Here are a few top takeaways from Austin and Skrtic:
- Self-Leadership as Educators: We invested time in thinking about why we teach leadership, who we are as educators, and what we want to impart on our students. Similar to what we teach at Sanger, starting with ourselves as leaders was empowering and helped shape the learning we took in at the conference.
- Learning Design: We worked through a model of learning based on adult development that broke down the types of learning into six domains, authored by Seemiller and Rosch (2019). A key idea here was that before learners can take in the content, they need to care about what you’re teaching them, be open to changing their mind, and have the confidence to believe they can learn.
- Pedagogy: At Sanger, we try to teach leadership ways that prioritize experiential learning. The conference presented an entire afternoon focusing on learning activities and methods of teaching that could further engage our students. In particular, we had fun attending a session on improv and case-in-point.

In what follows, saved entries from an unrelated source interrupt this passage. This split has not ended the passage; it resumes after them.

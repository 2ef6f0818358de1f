//! Error types for settings and registry persistence.

use std::path::PathBuf;

/// Result type alias for registry operations.
pub type RegistryResult<T> = std::result::Result<T, RegistryError>;

/// Errors that can occur while loading or persisting settings.
#[derive(Debug, thiserror::Error)]
pub enum RegistryError {
    /// Reading or writing a settings file failed.
    #[error("I/O error on '{path}': {source}")]
    Io {
        path: PathBuf,
        #[source]
        source: std::io::Error,
    },

    /// The parent directory of the per-user settings file could not be created.
    #[error("failed to create settings directory '{path}': {source}")]
    CreateDir {
        path: PathBuf,
        #[source]
        source: std::io::Error,
    },

    /// The temporary file could not be renamed over the settings file.
    #[error("failed to replace settings file '{path}': {source}")]
    Persist {
        path: PathBuf,
        #[source]
        source: std::io::Error,
    },

    /// Writing requires an application key to name the per-user file.
    #[error("no application key set")]
    NoApplicationKey,

    /// No per-user directory is configured.
    #[error("no user settings directory configured")]
    NoUserDirectory,

    /// The native registry backend reported a failure.
    #[error("native registry error: {0}")]
    Native(String),

    /// Binary stream encoding or decoding failed.
    #[error("settings stream error: {0}")]
    Encoding(#[from] bincode::Error),
}

impl RegistryError {
    /// Create an I/O error for the given path.
    pub fn io(path: impl Into<PathBuf>, source: std::io::Error) -> Self {
        Self::Io {
            path: path.into(),
            source,
        }
    }

    /// Returns true if this error indicates a missing file.
    pub fn is_not_found(&self) -> bool {
        matches!(self, Self::Io { source, .. } if source.kind() == std::io::ErrorKind::NotFound)
    }
}
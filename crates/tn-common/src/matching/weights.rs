/// Fixed criterion weights for the match scorer.
///
/// Skills contribute one point per required skill (skipped entirely when a
/// job lists none); experience and role are fixed two-point criteria that
/// are evaluated on every computation.
pub const EXPERIENCE_POINTS: u32 = 2;
pub const ROLE_POINTS: u32 = 2;

/// Computed scores are pinned into [SCORE_FLOOR, SCORE_CEILING] so listings
/// never show a 0% or 100% match.
pub const SCORE_FLOOR: i32 = 10;
pub const SCORE_CEILING: i32 = 98;

/// Fallback when no criterion produced a denominator.
pub const NEUTRAL_SCORE: i32 = 50;

/// Sentinel for "insufficient data to score": profile or job absent
/// entirely. Deliberately outside the clamp range so callers can tell it
/// apart from a legitimately low score.
pub const NO_DATA_SCORE: i32 = 0;

#[cfg(test)]
mod tests {
    use super::*;

    #[test]
    fn clamp_bounds_are_ordered() {
        assert!(SCORE_FLOOR < SCORE_CEILING);
        assert!((SCORE_FLOOR..=SCORE_CEILING).contains(&NEUTRAL_SCORE));
    }

    #[test]
    fn sentinel_is_outside_the_clamp_range() {
        assert!(NO_DATA_SCORE < SCORE_FLOOR);
    }
}
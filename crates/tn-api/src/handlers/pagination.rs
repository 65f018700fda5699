use crate::error::ApiError;

const MAX_LIMIT: i64 = 100;
const MAX_PAGE: i64 = 1_000;

pub fn validate_pagination(page: i64, limit: i64) -> Result<(i64, i64), ApiError> {
    if !(1..=MAX_PAGE).contains(&page) {
        return Err(ApiError::BadRequest(format!(
            "page must be between 1 and {MAX_PAGE}"
        )));
    }

    if !(1..=MAX_LIMIT).contains(&limit) {
        return Err(ApiError::BadRequest(format!(
            "limit must be between 1 and {MAX_LIMIT}"
        )));
    }

    Ok((page, limit))
}
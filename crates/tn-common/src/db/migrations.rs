use deadpool_postgres::PoolError;
use thiserror::Error;
use tokio_postgres::Error as PgError;
use tracing::{info, instrument};

use crate::db::{DbPoolError, PgPool};

#[derive(Debug, Error)]
pub enum MigrationError {
    #[error("failed to get postgres connection: {0}")]
    Pool(#[from] PoolError),
    #[error("failed to run migration: {0}")]
    Postgres(#[from] PgError),
    #[error("failed to build pool: {0}")]
    PoolBuild(#[from] DbPoolError),
}

struct Migration {
    id: i32,
    description: &'static str,
    sql: &'static str,
}

const MIGRATIONS: &[Migration] = &[Migration {
    id: 1,
    description: "users, profiles, jobs, and applications tables",
    sql: r#"
CREATE SCHEMA IF NOT EXISTS tn;

CREATE TABLE IF NOT EXISTS tn.users (
    id BIGSERIAL PRIMARY KEY,
    display_name TEXT NOT NULL,
    email TEXT NOT NULL UNIQUE,
    is_premium BOOLEAN NOT NULL DEFAULT FALSE,
    created_at TIMESTAMPTZ NOT NULL DEFAULT NOW()
);

CREATE TABLE IF NOT EXISTS tn.profiles (
    user_id BIGINT PRIMARY KEY REFERENCES tn.users(id),
    skills TEXT[] NOT NULL DEFAULT '{}',
    work_history JSONB NOT NULL DEFAULT '[]',
    declared_experience_years TEXT,
    recent_job_title TEXT,
    current_role TEXT,
    headline TEXT,
    updated_at TIMESTAMPTZ NOT NULL DEFAULT NOW()
);

CREATE TABLE IF NOT EXISTS tn.jobs (
    id BIGSERIAL PRIMARY KEY,
    title TEXT NOT NULL,
    company TEXT NOT NULL,
    location TEXT,
    skills TEXT[] NOT NULL DEFAULT '{}',
    experience TEXT,
    posted_by BIGINT NOT NULL REFERENCES tn.users(id),
    is_active BOOLEAN NOT NULL DEFAULT TRUE,
    applications_count INTEGER NOT NULL DEFAULT 0,
    created_at TIMESTAMPTZ NOT NULL DEFAULT NOW()
);

CREATE INDEX IF NOT EXISTS idx_jobs_active_created
    ON tn.jobs(is_active, created_at DESC);

CREATE TABLE IF NOT EXISTS tn.applications (
    id BIGSERIAL PRIMARY KEY,
    job_id BIGINT NOT NULL REFERENCES tn.jobs(id),
    applicant_id BIGINT NOT NULL REFERENCES tn.users(id),
    resume_url TEXT,
    cover_letter TEXT,
    answers JSONB,
    status TEXT NOT NULL DEFAULT 'pending',
    match_score INTEGER,
    submitted_at TIMESTAMPTZ NOT NULL DEFAULT NOW(),
    reviewed_at TIMESTAMPTZ,
    reviewed_by BIGINT REFERENCES tn.users(id),
    notes TEXT,
    CONSTRAINT uq_applications_job_applicant UNIQUE (job_id, applicant_id),
    CONSTRAINT chk_application_status CHECK (
        status IN ('pending', 'reviewing', 'shortlisted', 'interview',
                   'rejected', 'accepted', 'withdrawn')
    ),
    CONSTRAINT chk_match_score_range CHECK (
        match_score IS NULL OR (match_score >= 0 AND match_score <= 100)
    )
);

CREATE INDEX IF NOT EXISTS idx_applications_applicant_status
    ON tn.applications(applicant_id, status, submitted_at DESC);
CREATE INDEX IF NOT EXISTS idx_applications_job_status
    ON tn.applications(job_id, status, submitted_at DESC);
"#,
}];

#[instrument(skip(pool))]
pub async fn run_migrations(pool: &PgPool) -> Result<(), MigrationError> {
    let mut client = pool.get().await?;
    client
        .batch_execute(
            "CREATE SCHEMA IF NOT EXISTS tn;
             CREATE TABLE IF NOT EXISTS tn.schema_migrations (
                id INTEGER PRIMARY KEY,
                description TEXT NOT NULL,
                applied_at TIMESTAMPTZ NOT NULL DEFAULT NOW()
             );",
        )
        .await?;

    for migration in MIGRATIONS {
        let already_applied: bool = client
            .query_one(
                "SELECT EXISTS (SELECT 1 FROM tn.schema_migrations WHERE id = $1)",
                &[&migration.id],
            )
            .await?
            .get(0);

        if already_applied {
            continue;
        }

        let tx = client.transaction().await?;
        tx.batch_execute(migration.sql).await?;
        tx.execute(
            "INSERT INTO tn.schema_migrations (id, description) VALUES ($1, $2)",
            &[&migration.id, &migration.description],
        )
        .await?;
        tx.commit().await?;

        info!(
            id = migration.id,
            description = migration.description,
            "applied migration"
        );
    }

    Ok(())
}
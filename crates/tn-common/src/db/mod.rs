pub mod applications;
pub mod jobs;
pub mod migrations;
pub mod pool;
pub mod profiles;

// Keep re-exports unique so downstream crates see a single symbol per helper.
pub use applications::{
    ApplicationInsert, ApplicationStorageError, fetch_application_by_id,
    fetch_applications_for_job, fetch_my_applications, insert_application,
    update_application_status, withdraw_application,
};
pub use jobs::{JobFetchError, JobRecord, fetch_job, increment_applications_count};
pub use migrations::{MigrationError, run_migrations};
pub use pool::{DbPoolError, PgPool, create_pool_from_url, create_pool_from_url_checked};
pub use profiles::{ProfileFetchError, fetch_profile_for_user};
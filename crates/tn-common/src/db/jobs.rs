use deadpool_postgres::PoolError;
use tokio_postgres::Error as PgError;
use tokio_postgres::Row;
use tracing::instrument;

use crate::JobRequirements;
use crate::db::PgPool;

#[derive(Debug, thiserror::Error)]
pub enum JobFetchError {
    #[error("failed to get postgres connection: {0}")]
    Pool(#[from] PoolError),
    #[error("postgres error: {0}")]
    Postgres(#[from] PgError),
}

/// A stored job posting.
#[derive(Debug, Clone, PartialEq)]
pub struct JobRecord {
    pub id: i64,
    pub title: String,
    pub company: String,
    pub location: Option<String>,
    pub skills: Vec<String>,
    pub experience: Option<String>,
    pub posted_by: i64,
    pub is_active: bool,
    pub applications_count: i32,
}

impl JobRecord {
    /// Scorer-facing view of this posting.
    pub fn requirements(&self) -> JobRequirements {
        JobRequirements {
            title: self.title.clone(),
            skills: self.skills.clone(),
            experience: self.experience.clone(),
        }
    }
}

#[instrument(skip(pool))]
pub async fn fetch_job(pool: &PgPool, job_id: i64) -> Result<Option<JobRecord>, JobFetchError> {
    let client = pool.get().await?;

    let row = client
        .query_opt(
            "SELECT id, title, company, location, skills, experience,
                    posted_by, is_active, applications_count
             FROM tn.jobs
             WHERE id = $1",
            &[&job_id],
        )
        .await?;

    Ok(row.map(|row| map_job_row(&row)))
}

fn map_job_row(row: &Row) -> JobRecord {
    JobRecord {
        id: row.get("id"),
        title: row.get("title"),
        company: row.get("company"),
        location: row.get("location"),
        skills: row.get::<_, Option<Vec<String>>>("skills").unwrap_or_default(),
        experience: row.get("experience"),
        posted_by: row.get("posted_by"),
        is_active: row.get("is_active"),
        applications_count: row.get("applications_count"),
    }
}

/// Bump the denormalized applications counter after a successful submission.
#[instrument(skip(pool))]
pub async fn increment_applications_count(
    pool: &PgPool,
    job_id: i64,
) -> Result<u64, JobFetchError> {
    let client = pool.get().await?;

    let rows = client
        .execute(
            "UPDATE tn.jobs SET applications_count = applications_count + 1 WHERE id = $1",
            &[&job_id],
        )
        .await?;

    Ok(rows)
}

- Assessment: Measuring behavior change from leadership development programs can be difficult, but it’s necessary. Other educators were also assessing behavior change with pre/post self-reported evaluations. An alternative way of collecting data using retroactive post-workshop questions was presented that has us thinking!
“Spending the week as a learner was really refreshing and rewarding for me,” Austin shared. “The facilitators demonstrated many leadership development activities and pedagogies to the group. In one activity, I had to act like a leader who only focused on task-based feedback for my team to build a Jenga tower. In another activity, I participated in improv and then learned how the debrief for the activity could surface insights about empathy.”
Austin and Skrtic look forward to bringing all of their insights back to the Sanger Leadership Center and integrating some of them into future programming.